Coming to the specific details of this project, which is centred around MHM, Dr Bindu, who could not physically join the 20 women gathered for the recent workshop in Ahmedabad, due to a flight hitch, addressed the workshop virtually on various aspects of menstrual hygiene. “She fielded questions from the women and smashed many taboos and myths about menstruation, stressed on the importance of menstrual hygiene, and proper nutrition for good health, promoting the use of rash-free, cash-free, and trash-free sustainable cloth pads to protect their own bodies and the environment from toxic hazards of disposable pads containing plastic and chemicals. She talked to them about the possibility of earning an income from stitching and sale of reusable cloth pads,” says Sinha.

The second component of the workshop was demonstrating the making of reusable and affordable sanitary napkins. The process was beamed live from Ahmednagar and the young adolescent girls, women of slum areas and ragpickers did the stitching on the seven sewing machines provided by Rajubhai’s NGO. Dr Bindu explained that each such pad is washable, reusable and can last from 2 to 3 years depending on the usage, and then it can be disposed of without harming the environment.

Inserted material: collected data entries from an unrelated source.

use crate::catalog::{SkipOption, format_gbp, total_price, vat_amount};
use ratatui::{
    Frame,
    layout::{Constraint, Direction, Layout, Rect},
    style::{Color, Modifier, Style},
    text::{Line, Span},
    widgets::{Block, Borders, Paragraph, Wrap},
};

pub const DISCLAIMER: &str = "Imagery and information shown throughout this website may not \
reflect the exact shape or size specification, colours may vary, options and/or accessories \
may be featured at additional cost.";

/// Price breakdown for the chosen skip, with the (inert) Continue button.
pub fn render(option: &SkipOption, frame: &mut Frame, area: Rect) {
    let block = Block::default()
        .borders(Borders::ALL)
        .border_style(Style::default().fg(Color::Blue))
        .title(" Your Selection ");
    let inner = block.inner(area);
    frame.render_widget(block, area);

    let rows = Layout::default()
        .direction(Direction::Vertical)
        .constraints([Constraint::Length(6), Constraint::Min(1)])
        .split(inner);

    let label = Style::default().fg(Color::DarkGray);
    let value = Style::default().fg(Color::Gray);
    let lines = vec![
        Line::from(vec![
            Span::styled(
                format!("{} Yard Skip", option.size),
                Style::default().fg(Color::White).add_modifier(Modifier::BOLD),
            ),
            Span::raw("   "),
            Span::styled(
                " Continue ",
                Style::default()
                    .bg(Color::Blue)
                    .fg(Color::White)
                    .add_modifier(Modifier::BOLD),
            ),
            Span::styled(" (c)", label),
        ]),
        Line::from(Span::styled(
            format!("Hire Period: {} days", option.hire_period_days),
            label,
        )),
        Line::from(vec![
            Span::styled(format!("{:<16}", "Base Price"), label),
            Span::styled(format_gbp(option.price_before_vat), value),
        ]),
        Line::from(vec![
            Span::styled(format!("{:<16}", format!("VAT ({}%)", option.vat)), label),
            Span::styled(format_gbp(vat_amount(option)), value),
        ]),
        Line::from(vec![
            Span::styled(
                format!("{:<16}", "Total Price"),
                Style::default().fg(Color::White).add_modifier(Modifier::BOLD),
            ),
            Span::styled(
                format_gbp(total_price(option)),
                Style::default().fg(Color::Blue).add_modifier(Modifier::BOLD),
            ),
        ]),
    ];
    frame.render_widget(Paragraph::new(lines), rows[0]);

    let disclaimer = Paragraph::new(DISCLAIMER)
        .style(
            Style::default()
                .fg(Color::DarkGray)
                .add_modifier(Modifier::ITALIC),
        )
        .wrap(Wrap { trim: true });
    frame.render_widget(disclaimer, rows[1]);
}
use crate::manifest::{self, IconEntry};
use crate::renderer::{IconRenderer, Palette, RenderConfig};
use anyhow::{Context, Result};
use image::RgbImage;
use serde::Deserialize;
use std::{
    collections::HashMap,
    fs::{create_dir_all, File},
    path::{Path, PathBuf},
    str::FromStr,
};

/// Resolved invocation options, kept clap-free for library callers.
#[derive(Debug)]
pub struct Options {
    pub output: PathBuf,
    pub sizes: Vec<u32>,
    pub variant: String,
    pub route_a_color: Option<String>,
    pub route_b_color: Option<String>,
}

/// Which optional layers each named variant enables. The presets retrace the
/// iterations the icon went through — flat fill, gradient, soft vignette,
/// glossy sheen — ending at the shipped bold look, which bakes in no gloss or
/// shadow and leaves surface effects to the platform.
const VARIANTS_JSON: &str = r#"
{
  "flat":     { "gradient": false, "vignette": false, "sheen": false, "face_ring": false },
  "gradient": { "gradient": true,  "vignette": false, "sheen": false, "face_ring": false },
  "soft":     { "gradient": true,  "vignette": true,  "sheen": false, "face_ring": false },
  "glossy":   { "gradient": true,  "vignette": true,  "sheen": true,  "face_ring": false },
  "bold":     { "gradient": true,  "vignette": false, "sheen": false, "face_ring": true }
}
"#;

#[derive(Debug, Deserialize)]
struct VariantSpec {
    gradient: bool,
    vignette: bool,
    sheen: bool,
    face_ring: bool,
}

fn resolve_variant(name: &str) -> Result<VariantSpec> {
    let mut table: HashMap<String, VariantSpec> = serde_json::from_str(VARIANTS_JSON).unwrap();

    match table.remove(name) {
        Some(found) => Ok(found),
        None => {
            let mut known: Vec<String> = table.into_keys().collect();
            known.sort();
            anyhow::bail!(
                "Unknown variant: {}. Available variants: {}",
                name,
                known.join(", ")
            )
        }
    }
}

/// Apply CSS color overrides onto the default palette. Unparseable values
/// fall back to the built-in color.
fn build_palette(opts: &Options) -> Palette {
    let mut palette = Palette::default();

    if let Some(color) = &opts.route_a_color {
        palette.route_a = parse_css_color(color).unwrap_or(palette.route_a);
    }
    if let Some(color) = &opts.route_b_color {
        palette.route_b = parse_css_color(color).unwrap_or(palette.route_b);
    }

    palette
}

fn parse_css_color(color: &str) -> Option<[u8; 3]> {
    css_color::Srgb::from_str(color)
        .map(|color| {
            [
                (color.red * 255.) as u8,
                (color.green * 255.) as u8,
                (color.blue * 255.) as u8,
            ]
        })
        .ok()
}

pub fn generate_icons(opts: Options) -> Result<()> {
    // Ensure the output directory exists
    create_dir_all(&opts.output).context("Can't create output directory")?;

    let layers = resolve_variant(&opts.variant)?;
    let config = RenderConfig {
        palette: build_palette(&opts),
        gradient: layers.gradient,
        vignette: layers.vignette,
        sheen: layers.sheen,
        face_ring: layers.face_ring,
        ..RenderConfig::default()
    };
    let renderer = IconRenderer::new(config);

    println!("Generating {} clock-face icons...", opts.variant);

    let mut entries = Vec::new();
    for &size in &opts.sizes {
        let icon = renderer.render(size)?;
        let filename = format!("icon-{size}.png");
        save_png(&icon, &opts.output.join(&filename))?;
        println!("  ✓ Generated {filename} ({size}x{size})");

        entries.push(IconEntry::new(filename, size, opts.variant.clone()));
    }

    manifest::write_manifest(&opts.output, entries)?;

    Ok(())
}

fn save_png(icon: &RgbImage, path: &Path) -> Result<()> {
    let mut file =
        File::create(path).with_context(|| format!("Failed to create {}", path.display()))?;
    icon.write_to(&mut file, image::ImageOutputFormat::Png)
        .context("Failed to write PNG")?;
    Ok(())
}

Says an enthused Sinha, “What this will do for this group of 2,000 women as well as the larger community is tremendous as it will upgrade their skills and earning. From being mere ragpickers they will get a better and more sustainable income and become more respectable members of their community. It will also promote environmental awareness by using water and abandoned cloth, as well as responsible consumption.”

Women display the cloth sanitary napkins they stitched at the Jeevantirth Foundation.
Women display the cloth sanitary napkins they stitched at the Jeevantirth Foundation.

Dr Bindu estimates that a pack of six such sanitary pads can easily sell for ₹300–350, while the production cost, including raw material and packaging will not exceed ₹150.

The materials used for this project are PUL (polyurethane laminate), which is used in diapers, food packing, etc, clean old bedsheets, velcro and buttons.

The present president of RC Ahmedabad Greater Pradeep Kamal Chaturvedi was so enchanted by the possibilities offered by this project that he has declared it a permanent project of his club.

Another significant component of this project is the involvement of and partnership with the Upraant Foundation with its founder Riddhika Bhandari and her team as well as some bright young undergraduates from both NIFT and NID brimming with new ideas on packaging and branding. Upraant, a start-up mentored and supported by Rajubhai, segregates and recycles the rags picked up by the women, and upgrades them into handcrafted products such as coasters and other attractive household items. The students of NIFT and NID work under her to get ideas on design, value addition and scalability. .

Present at this workshop were Jeevantirth trustee Deepti Raju, RCC president Kamlesh Dabhani, and a bunch of Rotary leaders and members including DRFC (RID 3054) PDG Lalit Sharma, AG Mahendra Patel, secretary Babubhai Patel, and secretary-elect Balkrishna Patel.

RC Ahmedabad Greater president Chaturvedi adds that cost-wise this project may not be huge “but its impact in terms of women’s empowerment and protecting the environment will be great.”